At oral argument, Docks conceded that if it has title to the 71 condominiums, the exclusion applies.  Docks argued that Chicago Title nonetheless has a duty to “defend” the perceived challenges to title before it can rely on the exclusions.  We disagree.  Even if we disregard the requirement in Wisconsin law that the duty to defend can only be triggered by allegations in a complaint, not a defendant’s answer to a complaint, and accept the rather dubious assertion that the State of Wisconsin and WDNR’s answer challenged title to the condominiums, Chicago Title is entitled to rely on the unambiguous exclusion in the policy to deny coverage.  When there is no coverage, there is no duty to defend.

Furthermore, the district court correctly determined that nothing in the record of the actions against the state and WDNR evidences a challenge to Docks’s title to the cubicles of air over the waters of Lake Superior that constitute the undeveloped condominium units insured by Chicago Title and that there is no coverage under the policy for Docks’s inability to dredge the bay and develop sailboat slips, a right Docks concedes has always been subject to the state’s consent.

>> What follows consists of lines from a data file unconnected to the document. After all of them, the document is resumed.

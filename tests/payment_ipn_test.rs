mod common;

use axum::{
    body::Body,
    extract::ConnectInfo,
    http::{Request, StatusCode},
};
use freshcut_store::config::parse_allowed_ips;
use freshcut_store::create_app;
use freshcut_store::domain::OrderStatus;
use std::net::SocketAddr;
use tower::ServiceExt;

use common::{body_json, order, signed_callback, test_app, test_config, to_query};

fn ipn_request(query: &str, peer: &str) -> Request<Body> {
    let mut request = Request::builder()
        .uri(format!("/api/payment/vnpay/ipn?{}", query))
        .body(Body::empty())
        .unwrap();
    let addr: SocketAddr = peer.parse().unwrap();
    request.extensions_mut().insert(ConnectInfo(addr));
    request
}

#[tokio::test]
async fn test_valid_ipn_confirms_payment() {
    let app = test_app(test_config());
    app.orders.insert(order(1, 10, OrderStatus::AwaitingPayment, 480_000));
    let router = create_app(app.state.clone());

    let query = to_query(&signed_callback(1, 480_000, "00"));
    let response = router.oneshot(ipn_request(&query, "113.160.92.10:443")).await.unwrap();

    assert_eq!(response.status(), StatusCode::OK);
    let body = body_json(response).await;
    assert_eq!(body["RspCode"], "00");
    assert_eq!(body["Message"], "Confirm Success");
    assert_eq!(app.orders.snapshot(1).unwrap().status, OrderStatus::Paid);
}

#[tokio::test]
async fn test_tampered_ipn_is_rejected_with_97() {
    let app = test_app(test_config());
    app.orders.insert(order(2, 10, OrderStatus::AwaitingPayment, 480_000));
    let router = create_app(app.state.clone());

    let mut params = signed_callback(2, 480_000, "00");
    params.insert("vnp_Amount".to_string(), "100".to_string());
    let response = router
        .oneshot(ipn_request(&to_query(&params), "113.160.92.10:443"))
        .await
        .unwrap();

    assert_eq!(response.status(), StatusCode::OK);
    let body = body_json(response).await;
    assert_eq!(body["RspCode"], "97");
    assert_eq!(app.orders.snapshot(2).unwrap().status, OrderStatus::AwaitingPayment);
    assert!(app.orders.all_logs().is_empty());
}

#[tokio::test]
async fn test_ipn_without_signature_is_rejected() {
    let app = test_app(test_config());
    let router = create_app(app.state.clone());

    let mut params = signed_callback(3, 10_000, "00");
    params.remove("vnp_SecureHash");
    let response = router
        .oneshot(ipn_request(&to_query(&params), "113.160.92.10:443"))
        .await
        .unwrap();

    let body = body_json(response).await;
    assert_eq!(body["RspCode"], "97");
}

#[tokio::test]
async fn test_repeated_ipn_returns_already_confirmed() {
    let app = test_app(test_config());
    app.orders.insert(order(4, 10, OrderStatus::AwaitingPayment, 50_000));
    let query = to_query(&signed_callback(4, 50_000, "00"));

    let first = create_app(app.state.clone())
        .oneshot(ipn_request(&query, "113.160.92.10:443"))
        .await
        .unwrap();
    assert_eq!(body_json(first).await["RspCode"], "00");

    let second = create_app(app.state.clone())
        .oneshot(ipn_request(&query, "113.160.92.10:443"))
        .await
        .unwrap();
    assert_eq!(body_json(second).await["RspCode"], "02");
    assert_eq!(app.orders.all_logs().len(), 1);
}

#[tokio::test]
async fn test_ipn_for_unknown_order_returns_01() {
    let app = test_app(test_config());
    let query = to_query(&signed_callback(999, 50_000, "00"));

    let response = create_app(app.state.clone())
        .oneshot(ipn_request(&query, "113.160.92.10:443"))
        .await
        .unwrap();
    assert_eq!(body_json(response).await["RspCode"], "01");
}

#[tokio::test]
async fn test_ipn_from_outside_the_allow_list_is_forbidden() {
    let mut config = test_config();
    config.vnpay.ipn_allowed_ips = parse_allowed_ips("113.160.92.0/24").unwrap();
    let app = test_app(config);
    app.orders.insert(order(5, 10, OrderStatus::AwaitingPayment, 50_000));
    let query = to_query(&signed_callback(5, 50_000, "00"));

    let blocked = create_app(app.state.clone())
        .oneshot(ipn_request(&query, "203.0.113.9:5000"))
        .await
        .unwrap();
    assert_eq!(blocked.status(), StatusCode::FORBIDDEN);
    assert_eq!(app.orders.snapshot(5).unwrap().status, OrderStatus::AwaitingPayment);

    let allowed = create_app(app.state.clone())
        .oneshot(ipn_request(&query, "113.160.92.44:5000"))
        .await
        .unwrap();
    assert_eq!(allowed.status(), StatusCode::OK);
    assert_eq!(app.orders.snapshot(5).unwrap().status, OrderStatus::Paid);
}

#[tokio::test]
async fn test_return_page_reports_result_for_the_customer() {
    let app = test_app(test_config());
    app.orders.insert(order(6, 10, OrderStatus::AwaitingPayment, 75_000));

    let query = to_query(&signed_callback(6, 75_000, "00"));
    let response = create_app(app.state.clone())
        .oneshot(
            Request::builder()
                .uri(format!("/api/payment/vnpay/return?{}", query))
                .body(Body::empty())
                .unwrap(),
        )
        .await
        .unwrap();

    assert_eq!(response.status(), StatusCode::OK);
    let body = body_json(response).await;
    assert_eq!(body["success"], true);
    assert_eq!(body["code"], "00");
    assert_eq!(body["order_id"], 6);
    assert_eq!(app.orders.snapshot(6).unwrap().status, OrderStatus::Paid);
}

#[tokio::test]
async fn test_return_page_with_bad_signature_changes_nothing() {
    let app = test_app(test_config());
    app.orders.insert(order(7, 10, OrderStatus::AwaitingPayment, 75_000));

    let mut params = signed_callback(7, 75_000, "00");
    params.insert("vnp_SecureHash".to_string(), "00ff".repeat(32));
    let response = create_app(app.state.clone())
        .oneshot(
            Request::builder()
                .uri(format!("/api/payment/vnpay/return?{}", to_query(&params)))
                .body(Body::empty())
                .unwrap(),
        )
        .await
        .unwrap();

    let body = body_json(response).await;
    assert_eq!(body["success"], false);
    assert_eq!(body["code"], "97");
    assert_eq!(app.orders.snapshot(7).unwrap().status, OrderStatus::AwaitingPayment);
}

[1] The circuit court, announcing its decision on the record, found that Docks “has no recognizable property interest at stake in this case,” characterizing the interest claimed as a “recognizable property interest in developing 71 more boat slips than are already there.” (Emphasis added.)

[2] Docks does not cite particular language from the answer, which simply admits and denies various assertions made in Docks’s complaint. The answer denies paragraph 4 of the complaint, which states:

Port Superior Marina consists of 272 condominium boat slips.  Each condominium boat slip is a discrete parcel of real estate under Wisconsin law consisting of a space above the bed of Lake Superior in which to park a boat and an undivided interest in certain common elements including riparian land, breakwater, bulkhead, floating dock system, boat service dock, haul out crane, fueling facility, maintenance facility, restaurant building, club house building, automobile parking area, boat storage area, etc.

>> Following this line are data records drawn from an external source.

use axum::{
    extract::{Path, Query, State},
    http::StatusCode,
    response::IntoResponse,
    Json,
};
use bigdecimal::BigDecimal;
use serde::Deserialize;
use serde_json::{json, Value};

use crate::db::{self, models::Product, queries};
use crate::error::AppError;
use crate::handlers::{Page, Pagination};
use crate::middleware::auth::{AdminUser, AuthUser};
use crate::validation::{self, NAME_MAX_LEN, NOTE_MAX_LEN};
use crate::AppState;

#[derive(Debug, Default, Deserialize)]
pub struct ProductQuery {
    pub category: Option<String>,
    pub q: Option<String>,
    pub min_price: Option<BigDecimal>,
    pub max_price: Option<BigDecimal>,
    pub sort: Option<String>,
    pub page: Option<i64>,
    pub limit: Option<i64>,
}

impl ProductQuery {
    fn pagination(&self) -> Pagination {
        Pagination {
            page: self.page,
            limit: self.limit,
        }
    }

    fn into_filter(self) -> Result<queries::ProductFilter, AppError> {
        if let (Some(min), Some(max)) = (&self.min_price, &self.max_price) {
            if min > max {
                return Err(AppError::Validation(
                    "min_price: must not exceed max_price".to_string(),
                ));
            }
        }
        let (_, limit, offset) = self.pagination().resolve();
        Ok(queries::ProductFilter {
            category: non_empty(self.category),
            search: non_empty(self.q),
            min_price: self.min_price,
            max_price: self.max_price,
            sort: queries::ProductSort::parse(self.sort.as_deref()),
            limit,
            offset,
        })
    }
}

fn non_empty(value: Option<String>) -> Option<String> {
    value
        .map(|v| v.trim().to_string())
        .filter(|v| !v.is_empty())
}

/// Cache key built from the normalized filter so equivalent URLs share an entry.
fn cache_key(filter: &queries::ProductFilter) -> String {
    format!(
        "products|{}|{}|{}|{}|{:?}|{}|{}",
        filter.category.as_deref().unwrap_or(""),
        filter.search.as_deref().unwrap_or("").to_lowercase(),
        filter.min_price.as_ref().map(ToString::to_string).unwrap_or_default(),
        filter.max_price.as_ref().map(ToString::to_string).unwrap_or_default(),
        filter.sort,
        filter.limit,
        filter.offset,
    )
}

pub async fn list_products(
    State(state): State<AppState>,
    Query(query): Query<ProductQuery>,
) -> Result<Json<Value>, AppError> {
    let (page, _, _) = query.pagination().resolve();
    let filter = query.into_filter()?;
    let key = cache_key(&filter);

    if let Some(cached) = state.product_cache.get(&key).await {
        return Ok(Json(cached));
    }

    let (items, total) = queries::list_products(&state.db, &filter).await?;
    let body = serde_json::to_value(Page {
        items,
        page,
        limit: filter.limit,
        total,
    })
    .map_err(|e| AppError::Internal(format!("failed to encode product page: {}", e)))?;

    state.product_cache.insert(key, body.clone()).await;
    Ok(Json(body))
}

pub async fn get_product(
    State(state): State<AppState>,
    Path(id): Path<i64>,
) -> Result<impl IntoResponse, AppError> {
    let product = queries::get_product_with_rating(&state.db, id)
        .await?
        .ok_or_else(|| AppError::NotFound(format!("Product {} not found", id)))?;
    Ok(Json(product))
}

pub async fn list_categories(State(state): State<AppState>) -> Result<impl IntoResponse, AppError> {
    let categories = queries::list_categories(&state.db).await?;
    Ok(Json(json!({ "categories": categories })))
}

fn validated_product(mut input: queries::ProductInput) -> Result<(String, queries::ProductInput), AppError> {
    input.name = validation::validate_text("name", &input.name, NAME_MAX_LEN)?;
    input.category = validation::validate_text("category", &input.category, 60)?.to_lowercase();
    input.unit = validation::validate_text("unit", &input.unit, 20)?;
    validation::validate_non_negative_amount("price", &input.price)?;
    if input.stock < 0 {
        return Err(validation::ValidationError::new("stock", "must not be negative").into());
    }
    if let Some(description) = &input.description {
        validation::validate_max_len("description", description, NOTE_MAX_LEN * 5)?;
    }

    let slug = validation::slugify(&input.name);
    if slug.is_empty() {
        return Err(validation::ValidationError::new("name", "must contain letters or digits").into());
    }
    Ok((slug, input))
}

fn map_slug_conflict(e: sqlx::Error) -> AppError {
    if db::is_unique_violation(&e) {
        AppError::Conflict("A product with this name already exists".to_string())
    } else {
        AppError::Database(e)
    }
}

pub async fn create_product(
    State(state): State<AppState>,
    AdminUser(admin): AdminUser,
    Json(body): Json<queries::ProductInput>,
) -> Result<(StatusCode, Json<Product>), AppError> {
    let (slug, input) = validated_product(body)?;
    let product = queries::insert_product(&state.db, &slug, &input)
        .await
        .map_err(map_slug_conflict)?;

    state.product_cache.invalidate_all().await;
    tracing::info!(product_id = product.id, admin_id = admin.id, "product created");
    Ok((StatusCode::CREATED, Json(product)))
}

pub async fn update_product(
    State(state): State<AppState>,
    AdminUser(admin): AdminUser,
    Path(id): Path<i64>,
    Json(body): Json<queries::ProductInput>,
) -> Result<Json<Product>, AppError> {
    let (slug, input) = validated_product(body)?;
    let product = queries::update_product(&state.db, id, &slug, &input)
        .await
        .map_err(map_slug_conflict)?
        .ok_or_else(|| AppError::NotFound(format!("Product {} not found", id)))?;

    state.product_cache.invalidate_all().await;
    tracing::info!(product_id = id, admin_id = admin.id, "product updated");
    Ok(Json(product))
}

/// Soft delete: the row stays for order history, it just leaves the catalog.
pub async fn delete_product(
    State(state): State<AppState>,
    AdminUser(admin): AdminUser,
    Path(id): Path<i64>,
) -> Result<StatusCode, AppError> {
    if !queries::deactivate_product(&state.db, id).await? {
        return Err(AppError::NotFound(format!("Product {} not found", id)));
    }

    state.product_cache.invalidate_all().await;
    tracing::info!(product_id = id, admin_id = admin.id, "product deactivated");
    Ok(StatusCode::NO_CONTENT)
}

#[derive(Debug, Deserialize)]
pub struct ReviewRequest {
    pub rating: i16,
    pub comment: Option<String>,
}

pub async fn list_reviews(
    State(state): State<AppState>,
    Path(product_id): Path<i64>,
) -> Result<impl IntoResponse, AppError> {
    let reviews = queries::reviews_for_product(&state.db, product_id).await?;
    Ok(Json(json!({ "reviews": reviews })))
}

pub async fn create_review(
    State(state): State<AppState>,
    user: AuthUser,
    Path(product_id): Path<i64>,
    Json(body): Json<ReviewRequest>,
) -> Result<impl IntoResponse, AppError> {
    validation::validate_rating(body.rating)?;
    let comment = match body.comment.as_deref().map(str::trim).filter(|c| !c.is_empty()) {
        Some(comment) => Some(validation::validate_text("comment", comment, NOTE_MAX_LEN)?),
        None => None,
    };

    queries::get_product_with_rating(&state.db, product_id)
        .await?
        .ok_or_else(|| AppError::NotFound(format!("Product {} not found", product_id)))?;

    let review = queries::insert_review(&state.db, user.id, product_id, body.rating, comment.as_deref())
        .await
        .map_err(|e| {
            if db::is_unique_violation(&e) {
                AppError::Conflict("You have already reviewed this product".to_string())
            } else {
                AppError::Database(e)
            }
        })?;

    state.product_cache.invalidate_all().await;
    Ok((StatusCode::CREATED, Json(review)))
}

[3] As each of the 201 developed slips was sold, Chicago Title issued the grantee an Owner’s Policy of Title Insurance covering the grantee’s boat/slip unit in the amount of the sale price and reduced the amount of insurance on Docks’s master title policy by a like amount. At the time of the first tender of defense, coverage under that policy had been reduced to $1,000, which Chicago Title tendered.

[4] There is some merit to Chicago Title’s argument that what Docks is really seeking is for Chicago Title to prosecute, not to defend, noting that Docks initiated the action and any issue about title has been raised by answer rather than complaint.  Our decision, however, is based on the unambiguous exclusion in the policy.